I think I got into Dungeons & Dragons back in the sixth grade, hearing about it for the first time in Dynamite magazine, although I didn’t really start playing it until I got into my sophomore year of high school. Because of this, I have a weakness for medieval fantasy movies and there have been a ton of them that reminded me of D&D. They even started making movies based on Dungeons & Dragons; unfortunately, they have all been, for the most part, lackluster.
Peter Jackson’s Lord Of The Rings and The Hobbit adaptations are the best when it comes to being D&D inspired. And then there’s Vikingdom. The trailer was good enough for me to want to see it. Like with most of these fantasy flicks, it had me reminiscing about my D&D times. The movie, however, is a different story.
Vikingdom is about Eirick (Dominic Purcell) who dies on a battlefield and then is resurrected by a Goddess. Years later a God pays him a visit in his secluded cabin in the woods and tells him he needs his help in stopping Thor, who wants to create some kind of dominion on earth and rule over mankind. To do this he must retrieve Odin’s Horn and blow it, which will destroy Thor’s mortal form and send him back to Asgard.

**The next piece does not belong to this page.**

// SPDX-License-Identifier: MPL-2.0
//! Centralized styles for UI components.

pub mod button;
pub mod container;

pub use button::reset as button_reset;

I could tell from the opening credits that I wasn’t going to like this movie. The music is modern rock and the credits themselves were very CGI-ish. The whole movie wants to be something akin to 300 (2007); it all looks like it’s filmed in front of a green-screen on a sound stage, with very little on location shooting. The problem is the artificial nature of the film shows painfully through. The CGI looks like CGI.
Aside from that, it was little things, like Purcell using an American voice to play a Viking, the usage of the word, ‘fuck,’ which had me wondering if that particular curse word had been invented that far back, and in a village that was covered with snow, where the snow was still falling, no one was dressed appropriately that kept pulling me out of the movie.

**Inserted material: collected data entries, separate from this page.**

// SPDX-License-Identifier: MPL-2.0
//! Gallery component: routes pointer input to each panel's recognizer and
//! applies completed gestures to the shared [`GalleryState`].

use crate::gesture::{
    Drag, DragRecognizer, LongPressRecognizer, Magnify, MagnifyRecognizer, PointerEvent, Rotate,
    RotateRecognizer, TapRecognizer, Thresholds,
};
use crate::i18n::fluent::I18n;
use crate::media::{GalleryImages, ImageData};
use crate::ui::design_tokens::spacing;
use crate::ui::gallery::pad::Visual;
use crate::ui::gallery::panel;
use crate::ui::gallery::state::{GalleryState, Panel};
use iced::widget::Column;
use iced::{Alignment, Element, Length};
use std::time::Instant;
use tracing::debug;

#[derive(Debug, Clone)]
pub enum Message {
    Pointer { panel: Panel, event: PointerEvent },
    Reset(Panel),
    Tick(Instant),
    ImagesLoaded(GalleryImages),
}

/// One recognizer per panel.
#[derive(Debug, Clone)]
struct Recognizers {
    magnify: MagnifyRecognizer,
    rotate: RotateRecognizer,
    drag: DragRecognizer,
    double_tap: TapRecognizer,
    long_press: LongPressRecognizer,
}

impl Recognizers {
    fn new(thresholds: &Thresholds) -> Self {
        Self {
            magnify: MagnifyRecognizer::new(thresholds),
            rotate: RotateRecognizer::new(),
            drag: DragRecognizer::new(thresholds),
            double_tap: TapRecognizer::double(thresholds),
            long_press: LongPressRecognizer::new(thresholds),
        }
    }

    fn reset(&mut self, panel: Panel) {
        match panel {
            Panel::Pinch => self.magnify.reset(),
            Panel::Rotate => self.rotate.reset(),
            Panel::Drag => self.drag.reset(),
            Panel::Opacity => self.double_tap.reset(),
            Panel::Hue => self.long_press.reset(),
        }
    }
}

/// Environment required to render the gallery.
pub struct ViewContext<'a> {
    pub i18n: &'a I18n,
}

/// Complete gallery component state.
#[derive(Debug, Clone)]
pub struct State {
    gallery: GalleryState,
    recognizers: Recognizers,
    images: Option<GalleryImages>,
    panel_size: f32,
    last_tick: Option<Instant>,
}

impl Default for State {
    fn default() -> Self {
        Self::new(&Thresholds::default(), crate::config::DEFAULT_PANEL_SIZE)
    }
}

impl State {
    #[must_use]
    pub fn new(thresholds: &Thresholds, panel_size: f32) -> Self {
        Self {
            gallery: GalleryState::default(),
            recognizers: Recognizers::new(thresholds),
            images: None,
            panel_size,
            last_tick: None,
        }
    }

    #[must_use]
    pub fn gallery(&self) -> &GalleryState {
        &self.gallery
    }

    #[must_use]
    pub fn images(&self) -> Option<&GalleryImages> {
        self.images.as_ref()
    }

    #[must_use]
    pub fn panel_size(&self) -> f32 {
        self.panel_size
    }

    /// Whether a pending gesture needs periodic [`Message::Tick`]s.
    #[must_use]
    pub fn needs_tick(&self) -> bool {
        self.recognizers.magnify.needs_tick() || self.recognizers.long_press.needs_tick()
    }

    /// Image shown by `panel`, taking the hue toggle into account.
    #[must_use]
    pub fn image_for(&self, panel: Panel) -> Option<&ImageData> {
        let images = self.images.as_ref()?;
        if panel == Panel::Hue && self.gallery.hue().is_active() {
            Some(images.hue_shifted())
        } else {
            Some(images.get(panel.asset()))
        }
    }

    /// Transform drawn by `panel`: each panel applies only its own property.
    #[must_use]
    pub fn visual(&self, panel: Panel) -> Visual {
        let base = Visual::default();
        match panel {
            Panel::Pinch => Visual {
                scale: self.gallery.scale_factor(),
                ..base
            },
            Panel::Rotate => Visual {
                rotation: self.gallery.rotation(),
                ..base
            },
            Panel::Drag => Visual {
                offset: self.gallery.drag_offset(),
                ..base
            },
            Panel::Opacity => Visual {
                opacity: self.gallery.opacity().value(),
                ..base
            },
            Panel::Hue => base,
        }
    }

    /// Long-press progress for the hue pad while a press is held.
    #[must_use]
    pub fn long_press_progress(&self) -> Option<f32> {
        let now = self.last_tick?;
        self.recognizers
            .long_press
            .needs_tick()
            .then(|| self.recognizers.long_press.progress(now))
    }

    pub fn handle(&mut self, message: Message) {
        self.handle_at(message, Instant::now());
    }

    /// Handles `message` as if it arrived at `now`.
    pub fn handle_at(&mut self, message: Message, now: Instant) {
        match message {
            Message::Pointer { panel, event } => self.handle_pointer(panel, &event, now),
            Message::Reset(panel) => {
                self.gallery.reset(panel);
                self.recognizers.reset(panel);
                debug!(?panel, "panel reset");
            }
            Message::Tick(instant) => self.handle_tick(instant),
            Message::ImagesLoaded(images) => {
                self.images = Some(images);
            }
        }
    }

    fn handle_pointer(&mut self, panel: Panel, event: &PointerEvent, now: Instant) {
        let recognizers = &mut self.recognizers;
        let gallery = &mut self.gallery;

        match panel {
            Panel::Pinch => match recognizers.magnify.handle(event, now) {
                Some(Magnify::Changed(magnitude)) => gallery.set_scale(magnitude),
                Some(Magnify::Ended) => {
                    debug!(scale = gallery.scale_factor(), "pinch ended");
                }
                None => {}
            },
            Panel::Rotate => match recognizers.rotate.handle(event) {
                Some(Rotate::Changed(angle)) => gallery.set_rotation(angle),
                Some(Rotate::Ended) => {
                    debug!(angle = gallery.rotation().0, "rotation ended");
                }
                None => {}
            },
            Panel::Drag => match recognizers.drag.handle(event) {
                Some(Drag::Changed(translation)) => gallery.drag_changed(translation),
                Some(Drag::Ended(_)) => {
                    gallery.drag_ended();
                    debug!(offset = ?gallery.committed_offset(), "drag committed");
                }
                None => {}
            },
            Panel::Opacity => {
                if recognizers.double_tap.handle(event, now).is_some() {
                    gallery.toggle_opacity();
                    debug!(opacity = gallery.opacity().value(), "double tap");
                }
            }
            Panel::Hue => {
                self.last_tick = Some(now);
                if recognizers.long_press.handle(event, now).is_some() {
                    gallery.toggle_hue();
                    debug!(hue = gallery.hue().degrees(), "long press");
                }
            }
        }
    }

    fn handle_tick(&mut self, now: Instant) {
        self.last_tick = Some(now);

        if self.recognizers.magnify.tick(now).is_some() {
            debug!(scale = self.gallery.scale_factor(), "wheel zoom settled");
        }

        if self.recognizers.long_press.tick(now).is_some() {
            self.gallery.toggle_hue();
            debug!(hue = self.gallery.hue().degrees(), "long press");
        }
    }

    pub fn view<'a>(&'a self, ctx: ViewContext<'a>) -> Element<'a, Message> {
        Panel::ALL
            .into_iter()
            .fold(Column::new(), |column, panel| {
                column.push(panel::view(self, panel, ctx.i18n))
            })
            .spacing(spacing::LG)
            .padding(spacing::MD)
            .width(Length::Fill)
            .align_x(Alignment::Center)
            .into()
    }
}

There is a slight vibe to the whole proceedings that had me thinking about that series, Hercules, The Legendary Journeys. Not as cheesy but enough to bring it to mind.
Epic Pictures releases the movie on DVD only with a very nice 1.85:1 transfer and an English 5.1 surround sound track. There are some extras with ‘Making Of Vikingdom’ (25 minutes) being the core. It’s actually called, ‘The Art Of Vikingdom’ and it appears to be a TV special, with breaks that hint at it. I was surprised to see there actually was location shooting. Based on what I saw in the movie it looked like a complete green-screen based movie with some sound stages posing as outdoor sets augmented by CGI. You also get a Theatrical Trailer, a Teaser, a TV Spot and a MOJO—Dark Clouds music video.